Catherine Urso, of Newtown, said her college-age son knew the killer and remembered him for his alternative style. “He just said he was very thin, very remote and was one of the goths,” she said.
Adam Lanza attended Newtown High School, and several news clippings from recent years mention his name among the honor roll students.
Joshua Milas, who graduated from Newtown High in 2009 and belonged to the school technology club with him, said Adam Lanza was generally a happy person but that he hadn’t seen him in a few years.
“We would hang out, and he was a good kid. He was smart,” Joshua Milas said. “He was probably one of the smartest kids I know. He was probably a genius.”
An official who spoke on condition of anonymity said it was not clear that Adam Lanza had a job, and there was no indication of law enforcement interviews or search warrants at a place of business.

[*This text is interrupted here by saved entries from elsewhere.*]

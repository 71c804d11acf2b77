//! Three-stage deduplication: URL canonicalization, content hash, title similarity.
//!
//! Stages run in that fixed order so exact duplicates are never misreported
//! as similarity matches (see [`DedupMethod`](crate::domain::DedupMethod)).

use std::collections::HashSet;

use sha2::{Digest as Sha2Digest, Sha256};
use unicode_normalization::UnicodeNormalization;
use url::Url;
use uuid::Uuid;

use crate::domain::{DedupCluster, DedupMethod, RawItem};

/// Query parameters stripped during URL canonicalization. Case-insensitive.
const TRACKING_PARAMS: &[&str] = &[
    "utm_source",
    "utm_medium",
    "utm_campaign",
    "utm_term",
    "utm_content",
    "ref",
    "source",
    "fbclid",
    "gclid",
    "msclkid",
    "mc_cid",
    "mc_eid",
    "affiliate",
    "partner",
    "tracking",
    "_ga",
    "ncid",
    "sr_share",
];

/// Default similarity threshold above which two titles are treated as duplicates.
pub const DEFAULT_SIMILARITY_THRESHOLD: f64 = 0.85;

/// Lower-case scheme/host, strip the fragment and trailing slash, and drop
/// any tracking query parameter. Idempotent: `canonicalize_url(canonicalize_url(u)) == canonicalize_url(u)`.
pub fn canonicalize_url(raw: &str) -> String {
    let Ok(mut url) = Url::parse(raw) else {
        return raw.to_string();
    };

    let scheme = url.scheme().to_lowercase();
    let _ = url.set_scheme(&scheme);

    if let Some(host) = url.host_str() {
        let lower = host.to_lowercase();
        let _ = url.set_host(Some(&lower));
    }

    let tracking: HashSet<&str> = TRACKING_PARAMS.iter().copied().collect();
    let kept_pairs: Vec<(String, String)> = url
        .query_pairs()
        .filter(|(k, _)| !tracking.contains(k.to_lowercase().as_str()))
        .map(|(k, v)| (k.into_owned(), v.into_owned()))
        .collect();

    if kept_pairs.is_empty() {
        url.set_query(None);
    } else {
        let mut pairs = url.query_pairs_mut();
        pairs.clear();
        for (k, v) in &kept_pairs {
            pairs.append_pair(k, v);
        }
        drop(pairs);
    }

    url.set_fragment(None);

    let path = url.path().trim_end_matches('/').to_string();
    let path = if path.is_empty() { "/".to_string() } else { path };
    url.set_path(&path);

    url.to_string()
}

/// NFKC-normalize, lowercase, replace non-alphanumeric/whitespace with spaces,
/// and collapse whitespace.
pub fn normalize_title(title: &str) -> String {
    let nfkc: String = title.nfkc().collect();
    let lower = nfkc.to_lowercase();
    let replaced: String = lower
        .chars()
        .map(|c| if c.is_alphanumeric() || c.is_whitespace() { c } else { ' ' })
        .collect();
    replaced.split_whitespace().collect::<Vec<_>>().join(" ")
}

/// `SHA256(normalize_title(title) | date(published_at) | source)`.
///
/// `date_str` must already be formatted as `YYYY-MM-DD`, or be empty when
/// `published_at` is absent.
pub fn compute_content_hash(title: &str, date_str: &str, source: &str) -> String {
    let normalized = normalize_title(title);
    let payload = format!("{normalized}|{date_str}|{source}");
    let digest = Sha256::digest(payload.as_bytes());
    hex_encode(&digest)
}

fn hex_encode(bytes: &[u8]) -> String {
    let mut s = String::with_capacity(bytes.len() * 2);
    for b in bytes {
        s.push_str(&format!("{:02x}", b));
    }
    s
}

/// Pluggable title-similarity strategy, selected at startup (see DESIGN.md).
pub trait TitleSimilarity: Send + Sync {
    /// Similarity score in `[0, 1]` between two already-normalized titles.
    fn similarity(&self, a: &str, b: &str) -> f64;
}

/// 64-bit SimHash over whitespace tokens; similarity is `1 - hamming/64`.
#[derive(Debug, Default, Clone, Copy)]
pub struct SimHashSimilarity;

impl SimHashSimilarity {
    fn simhash(title: &str) -> u64 {
        let mut weights = [0i64; 64];
        for token in title.split_whitespace() {
            let h = fnv1a(token.as_bytes());
            for bit in 0..64u32 {
                if (h >> bit) & 1 == 1 {
                    weights[bit as usize] += 1;
                } else {
                    weights[bit as usize] -= 1;
                }
            }
        }
        let mut hash = 0u64;
        for (bit, w) in weights.iter().enumerate() {
            if *w > 0 {
                hash |= 1 << bit;
            }
        }
        hash
    }
}
//! Token-bucket rate limiting and classified retry for outbound API calls.
//!
//! Every collector, LLM provider, and output channel routes its HTTP calls
//! through a [`RateLimiter`] keyed by API name. [`RateLimiter::execute`]
//! classifies failures (429 / 5xx / transient transport vs. anything else),
//! retries with exponential backoff plus jitter, and honors a `Retry-After`
//! hint expressed either as integer seconds or an HTTP-date.

use std::collections::HashMap;
use std::future::Future;
use std::sync::Arc;
use std::time::{Duration, Instant, SystemTime};

use tokio::sync::Mutex;

use crate::error::Result;
use crate::PipelineError;

/// Per-API rate limit policy.
#[derive(Debug, Clone)]
pub struct RateLimitConfig {
    /// Number of requests allowed per `per`.
    pub rate: u32,
    /// The window the `rate` applies to.
    pub per: Duration,
    /// Whether a `User-Agent` header is mandatory for this API.
    pub user_agent_required: bool,
    /// The `User-Agent` value to attach when required.
    pub user_agent: Option<String>,
}

impl RateLimitConfig {
    /// Build a config with no user-agent requirement.
    pub fn new(rate: u32, per: Duration) -> Self {
        Self {
            rate,
            per,
            user_agent_required: false,
            user_agent: None,
        }
    }

    /// Attach a mandatory `User-Agent`.
    pub fn with_user_agent(mut self, ua: impl Into<String>) -> Self {
        self.user_agent_required = true;
        self.user_agent = Some(ua.into());
        self
    }
}

/// Built-in per-API defaults, matching the original deployment's seed table.
pub fn default_configs() -> HashMap<String, RateLimitConfig> {
    let mut m = HashMap::new();
    m.insert(
        "sec".to_string(),
        RateLimitConfig::new(10, Duration::from_secs(1))
            .with_user_agent("NewsDigest/1.0 (contact@example.com)"),
    );
    m.insert(
        "finnhub".to_string(),
        RateLimitConfig::new(60, Duration::from_secs(60)),
    );
    m.insert(
        "notion".to_string(),
        RateLimitConfig::new(3, Duration::from_secs(1)),
    );
    m.insert(
        "telegram".to_string(),
        RateLimitConfig::new(30, Duration::from_secs(1)),
    );
    m.insert(
        "gemini".to_string(),
        RateLimitConfig::new(60, Duration::from_secs(60)),
    );
    m.insert(
        "openai".to_string(),
        RateLimitConfig::new(60, Duration::from_secs(60)),
    );
    m.insert(
        "claude".to_string(),
        RateLimitConfig::new(60, Duration::from_secs(60)),
    );
    m
}

/// A simple token bucket refilled continuously at `rate / per`.
struct TokenBucket {
    tokens: f64,
    capacity: f64,
    refill_per_sec: f64,
    last_refill: Instant,
}

impl TokenBucket {
    fn new(config: &RateLimitConfig) -> Self {
        let capacity = config.rate as f64;
        Self {
            tokens: capacity,
            capacity,
            refill_per_sec: capacity / config.per.as_secs_f64(),
            last_refill: Instant::now(),
        }
    }

    fn refill(&mut self) {
        let now = Instant::now();
        let elapsed = now.duration_since(self.last_refill).as_secs_f64();
        self.tokens = (self.tokens + elapsed * self.refill_per_sec).min(self.capacity);
        self.last_refill = now;
    }

    /// Returns `Some(wait)` if a token is not yet available, `None` if one was consumed.
    fn try_consume(&mut self) -> Option<Duration> {
        self.refill();
        if self.tokens >= 1.0 {
            self.tokens -= 1.0;
            None
        } else {
            let deficit = 1.0 - self.tokens;
            Some(Duration::from_secs_f64(deficit / self.refill_per_sec))
        }
    }
}

/// Parse a `Retry-After` header value as either integer seconds or an HTTP-date.
///
/// Returns the duration to wait from "now". An HTTP-date in the past yields
/// `Duration::ZERO` rather than a negative wait.
pub fn parse_retry_after(value: &str) -> Option<Duration> {
    let value = value.trim();

    if let Ok(secs) = value.parse::<u64>() {
        return Some(Duration::from_secs(secs));
    }

    if let Ok(when) = httpdate::parse_http_date(value) {
        let now = SystemTime::now();
        return Some(when.duration_since(now).unwrap_or(Duration::ZERO));
    }

    None
}

/// Compute the backoff wait for a given attempt, honoring a `Retry-After` floor.
///
/// `wait = min(60s, 2^attempt * U(0.75, 1.25))`, raised to `retry_after` when present.
pub fn compute_backoff(attempt: u32, retry_after: Option<Duration>) -> Duration {
    let base = 2f64.powi(attempt as i32) * (0.75 + fastrand::f64() * 0.5);
    let capped = Duration::from_secs_f64(base.min(60.0));
    match retry_after {
        Some(ra) if ra > capped => ra,
        _ => capped,
    }
}

fn is_retryable_status(status: u16) -> bool {
    matches!(status, 429 | 500 | 502 | 503 | 504)
}

/// Shared, process-wide rate limiter covering every registered API.
pub struct RateLimiter {
    buckets: HashMap<String, Arc<Mutex<TokenBucket>>>,
    configs: HashMap<String, RateLimitConfig>,
}

impl RateLimiter {
    /// Build a limiter from an explicit config table.
    pub fn new(configs: HashMap<String, RateLimitConfig>) -> Self {
        let buckets = configs
            .iter()
            .map(|(name, cfg)| (name.clone(), Arc::new(Mutex::new(TokenBucket::new(cfg)))))
            .collect();
        Self { buckets, configs }
    }

    /// Build a limiter seeded with [`default_configs`].
    pub fn with_defaults() -> Self {
        Self::new(default_configs())
    }

    /// Look up the policy for an API, if registered.
    pub fn config(&self, api: &str) -> Option<&RateLimitConfig> {
        self.configs.get(api)
    }

    /// Block until a token is available for `api`. Unregistered APIs are unlimited.
    pub async fn acquire(&self, api: &str) {
        let Some(bucket) = self.buckets.get(api) else {
            return;
        };
        loop {
            let wait = {
                let mut b = bucket.lock().await;
                b.try_consume()
            };
            match wait {
                None => return,
                Some(d) => tokio::time::sleep(d).await,
            }
        }
    }

    /// Run `op` under the rate limit for `api`, retrying on classified transient
    /// failures up to `max_retries` times with exponential backoff.
    ///
    /// `op` must surface failures as [`PipelineError::HttpError`] (status + optional
    /// `retry_after`) for retry classification to apply; any other error is
    /// propagated immediately without retry.
    pub async fn execute<F, Fut, T>(&self, api: &str, max_retries: u32, mut op: F) -> Result<T>
    where
        F: FnMut() -> Fut,
        Fut: Future<Output = Result<T>>,
    {
        if let Some(cfg) = self.config(api) {
            if cfg.user_agent_required && cfg.user_agent.is_none() {
                return Err(PipelineError::InvalidConfig(format!(
                    "API '{api}' requires a User-Agent but none is configured"
                )));
            }
        }

        let mut attempt = 0;
        let mut last_retry_after: Option<Duration> = None;
        loop {
            self.acquire(api).await;

            match op().await {
                Ok(v) => return Ok(v),
                Err(PipelineError::HttpError {
                    status,
                    retry_after,
                    body,
                }) if is_retryable_status(status) => {
                    last_retry_after = retry_after;
                    if attempt >= max_retries {
                        return Err(PipelineError::RateLimited {
                            api: api.to_string(),
                            attempts: attempt + 1,
                            retry_after: last_retry_after,
                        });
                    }
                    let wait = compute_backoff(attempt, retry_after);
                    tracing::debug!(api, status, attempt, wait_ms = wait.as_millis() as u64, body, "retrying after transient failure");
                    tokio::time::sleep(wait).await;
                    attempt += 1;
                }
                Err(PipelineError::Request(e)) => {
                    if attempt >= max_retries {
                        return Err(PipelineError::RateLimited {
                            api: api.to_string(),
                            attempts: attempt + 1,
                            retry_after: last_retry_after,
                        });
                    }
                    let wait = compute_backoff(attempt, None);
                    tracing::debug!(api, attempt, error = %e, "retrying after transport error");
                    tokio::time::sleep(wait).await;
                    attempt += 1;
                }
                Err(other) => return Err(other),
            }
        }
    }

    /// The configured `User-Agent` for `api`, if any. Collectors that must set
    /// a `User-Agent` header (e.g. SEC EDGAR) read this to attach it consistently
    /// with the policy `execute` enforces.
    pub fn user_agent(&self, api: &str) -> Option<&str> {
        self.configs.get(api)?.user_agent.as_deref()
    }
}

The mass shooting is one of the deadliest in U.S. history, and among school attacks is second in victims only to the 2007 Virginia Tech massacre, which left 33 people dead, including the gunman. Reaction was swift and emotional in Newtown, a picturesque New England community of 27,000 people, as well as across the country and around the world.
“It has to stop, these senseless deaths,” said Frank DeAngelis, principal of Colorado’s Columbine High School, where a massacre in 1999 killed 15 people.
In Washington, the Coalition to Stop Gun Violence organized a vigil at the White House, with some protesters chanting, “Today IS the day” to take steps to curb gun violence. In New York’s Times Square, a few dozen people held tea lights in plastic cups, with one woman holding a sign that read: “Take a moment and candle to remember the victims of the Newtown shooting.”
President Barack Obama’s comments on the tragedy amounted to one of the most outwardly emotional moments of his presidency.
“The majority of those who died were children — beautiful little kids between the ages of 5 and 10 years old,” Obama said at a White House news briefing. He paused for several seconds to keep his composure as he teared up and wiped an eye. Nearby, two aides cried and held hands.
Australian Prime Minister Julia Gillard described the attack as a “senseless and incomprehensible act of evil.”
“Like President Obama and his fellow Americans, our hearts too are broken,” Gillard said in a statement.
In Japan, where guns are severely restricted and there are extremely few gun-related crimes, the attack led the news two days before nationwide parliamentary elections. In China, which has seen several knife rampages at schools in recent years, the attack quickly consumed public discussion.
At the Newtown vigil, Anthony Bloss, whose three daughters survived, said they are doing better than he. “I’m numb. I’m completely numb,” he said.
The gunman entered the school through its front door, and authorities are looking into the possibility that he shattered glass next to it to get in, said Newtown Police Lt. George Sinko.
Panicked parents looking for their children raced to Sandy Hook, a kindergarten-through-fourth-grade school where police told youngsters to close their eyes as they were led from the building so that they wouldn’t see the blood and broken glass.
Schoolchildren — some crying, many looking frightened — were escorted through a parking lot in a line, hands on one another’s shoulders.
Robert Licata said his 6-year-old son was in class when the gunman burst in and shot the teacher. “That’s when my son grabbed a bunch of his friends and ran out the door,” he said. “He was very brave. He waited for his friends.”
He said the shooter didn’t utter a word.
Kaitlin Roig, a teacher at the school, said she implored her students to be quiet.